Zhuangzi raccontava storielle.
Quella di ciò che sanno i pesci è una delle più note, ma in tante altre sue parabole, espresse con la semplicità orientale che cela e rivela abissi di conoscenza, si percepisce sempre la correlazione tra opposti. Aggrapparsi al cielo e non sapere nulla della terra vuol dire rifiutare entrambi; la conoscenza dell’uno equivale a conoscenza dell’altro, soleva dire nelle sue passeggiate tra bambù e fiori 2500 anni fa circa.

Ci sono canneti e petali anche all’ultima spiaggia delle Cesine. Di lì tornavamo con i Blackfield in sottofondo, popparoli e vaporosi, da strada dritta senza ingombri e senza nuvole.
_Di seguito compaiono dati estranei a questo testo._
impl Memory {
    fn listing(&self, out: &mut Vec<String>) {
        out.push(format!("gains: {}", list(&self.gains, self.gain_common)));
        out.push(format!(
            "threshs: {}",
            list(&self.thresholds, self.threshold_common)
        ));
        out.push(format!("pz: {}", list(&self.pz, self.pz_common)));
        out.push(format!(
            "shts: {}",
            list(&self.shaping_times, self.shaping_time_common)
        ));
    }
}

/// Sets `bank[index - 1]`, or every member and `common` when `index` is the broadcast index.
fn set_banked(bank: &mut [i64], common: &mut i64, index: i64, value: i64) -> bool {
    let broadcast = bank.len() as i64 + 1;
    if index == broadcast {
        bank.iter_mut().for_each(|v| *v = value);
        *common = value;
        return true;
    }
    match usize::try_from(index - 1).ok().and_then(|i| bank.get_mut(i)) {
        Some(slot) => {
            *slot = value;
            true
        }
        None => false,
    }
}

/// MSCF-16 emulator. Writes land in the remote control memory.
#[derive(Debug, Clone)]
pub struct Mscf16Sim {
    panel: Memory,
    rc: Memory,
    monitor: i64,
    multiplicity: (i64, i64),
    coincidence_time: i64,
    shaper_offset: i64,
    threshold_offset: i64,
    blr_threshold: i64,
    timing_filter: i64,
    single_mode: bool,
    ecl_delay: bool,
    blr_active: bool,
    rc_mode: bool,
    /// Reported software version.
    pub software_version: String,
}

impl Default for Mscf16Sim {
    fn default() -> Self {
        Self {
            panel: Memory::default(),
            rc: Memory::default(),
            monitor: 1,
            multiplicity: (9, 1),
            coincidence_time: 128,
            shaper_offset: 100,
            threshold_offset: 100,
            blr_threshold: 10,
            timing_filter: 0,
            single_mode: false,
            ecl_delay: false,
            blr_active: true,
            rc_mode: true,
            software_version: "5.3".to_string(),
        }
    }
}

impl Mscf16Sim {
    fn display_setup(&self) -> Vec<String> {
        let mut out = vec!["MSCF-16 Panel settings:".to_string()];
        self.panel.listing(&mut out);
        out.push("MSCF-16 rc settings:".to_string());
        self.rc.listing(&mut out);
        out.push(format!("mult: {} {}", self.multiplicity.0, self.multiplicity.1));
        out.push(format!("monitor: {}", self.monitor));
        out.push(format!("ECL delay: {}", on_off(self.ecl_delay)));
        out.push(format!("TF int: {}", self.timing_filter));
        out.push(format!(
            "BLR {}",
            if self.blr_active { "active" } else { "inactive" }
        ));
        out.push(if self.single_mode { "single mode" } else { "common mode" }.to_string());
        out.push(format!("rc {}", on_off(self.rc_mode)));
        out.push("MSCF-16 general settings:".to_string());
        out.push(format!("BLR thresh: {}", self.blr_threshold));
        out.push(format!("Coincidence time: {}", self.coincidence_time));
        out.push("Sum discr thresh: 0".to_string());
        out.push(format!("Shaper offset: {}", self.shaper_offset));
        out.push(format!("Threshold offset: {}", self.threshold_offset));
        out.push(format!("MSCF-16 software version: {}", self.software_version));
        out.push("MSCF-16 firmware version: 2.1".to_string());
        out
    }

    fn apply(&mut self, mnemonic: &str, a: &[&str]) -> Option<Vec<String>> {
        let ok = Some(Vec::new());
        match mnemonic {
            "ST" | "SP" => {
                let (index, value) = (int_arg(a, 0, 1, 17)?, int_arg(a, 1, 0, 255)?);
                let rc = &mut self.rc;
                let done = if mnemonic == "ST" {
                    set_banked(&mut rc.thresholds, &mut rc.threshold_common, index, value)
                } else {
                    set_banked(&mut rc.pz, &mut rc.pz_common, index, value)
                };
                done.then(Vec::new)
            }
            "SS" | "SG" => {
                let (index, value) = (int_arg(a, 0, 1, 5)?, int_arg(a, 1, 0, 15)?);
                let rc = &mut self.rc;
                let done = if mnemonic == "SS" {
                    set_banked(&mut rc.shaping_times, &mut rc.shaping_time_common, index, value)
                } else {
                    set_banked(&mut rc.gains, &mut rc.gain_common, index, value)
                };
                done.then(Vec::new)
            }
            "MC" => {
                self.monitor = int_arg(a, 0, 1, 16)?;
                ok
            }
            "AP" => match a.first() {
                None => ok,
                Some(_) => int_arg(a, 0, 1, 17).map(|_| Vec::new()),
            },
            "SC" => {
                self.coincidence_time = int_arg(a, 0, 0, 255)?;
                ok
            }
            "SSO" => {
                self.shaper_offset = int_arg(a, 0, 0, 200)?;
                ok
            }
            "STO" => {
                self.threshold_offset = int_arg(a, 0, 0, 200)?;
                ok
            }
            "SBT" => {
                self.blr_threshold = int_arg(a, 0, 0, 255)?;
                ok
            }
            "SF" => {
                self.timing_filter = int_arg(a, 0, 0, 3)?;
                ok
            }
            "SM" => {
                self.multiplicity = (int_arg(a, 0, 1, 9)?, int_arg(a, 1, 1, 8)?);
                ok
            }
            "SI" => {
                self.single_mode = int_arg(a, 0, 0, 1)? == 1;
                ok
            }
            "SE" => {
                self.ecl_delay = int_arg(a, 0, 0, 1)? == 1;
                ok
            }
            "SBL" => {
                self.blr_active = int_arg(a, 0, 0, 1)? == 1;
                ok
            }
            "ON" => {
                self.rc_mode = true;
                ok
            }
            "OFF" => {
                self.rc_mode = false;
                ok
            }
            "CPY" => match a.first().map(|s| s.to_ascii_uppercase()).as_deref() {
                Some("F") => {
                    self.rc = self.panel.clone();
                    ok
                }
                Some("R") => {
                    self.panel = self.rc.clone();
                    ok
                }
                _ => None,
            },
            "V" => Some(vec![
                format!("Software version: {}", self.software_version),
                "Hardware version: 2.1".to_string(),
            ]),
            "DS" => Some(self.display_setup()),
            _ => None,
        }
    }
}

impl Emulator for Mscf16Sim {
    fn prompt(&self) -> &'static str {
        "mscf>"
    }

    fn respond(&mut self, frame: &str) -> Vec<String> {
        let (mnemonic, a) = args(frame);
        self.apply(&mnemonic, &a)
            .unwrap_or_else(|| vec![ERROR_LINE.to_string()])
    }
}

#[derive(Debug, Clone, PartialEq)]
struct HvChannel {
    preset: f64,
    limit: f64,
    current_limit_na: i64,
    positive: bool,
    on: bool,
    auto_shutdown: bool,
    sensor: Option<u8>,
    ref_temp: f64,
    slope: i64,
}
L’imprevista batteria alla Bonham – cadenza possente da mammut – e il lieve spostamento di accenti mi hanno depistato: siamo finiti al borgo nobile di Acaya poi a Strudà, nome ritmico da paradiddle, tutto un programma onomatopeico. Dinanzi alla Corte del Fabbro c’è una fontanella: ci si può lavare indisturbati.
Il giorno dopo ferro e fuoco con Gary Moore. Sfrecciare verso la Blue Collar Beach di  richiede gomme salde sull’asfalto, tenuta di strada elettrica, blues sprigionato con furia imperiale.
Alle esplosioni del bombardiere di Belfast non ci si abitua mai, confessò Zhuangzi al più recalcitrante dei suoi discepoli.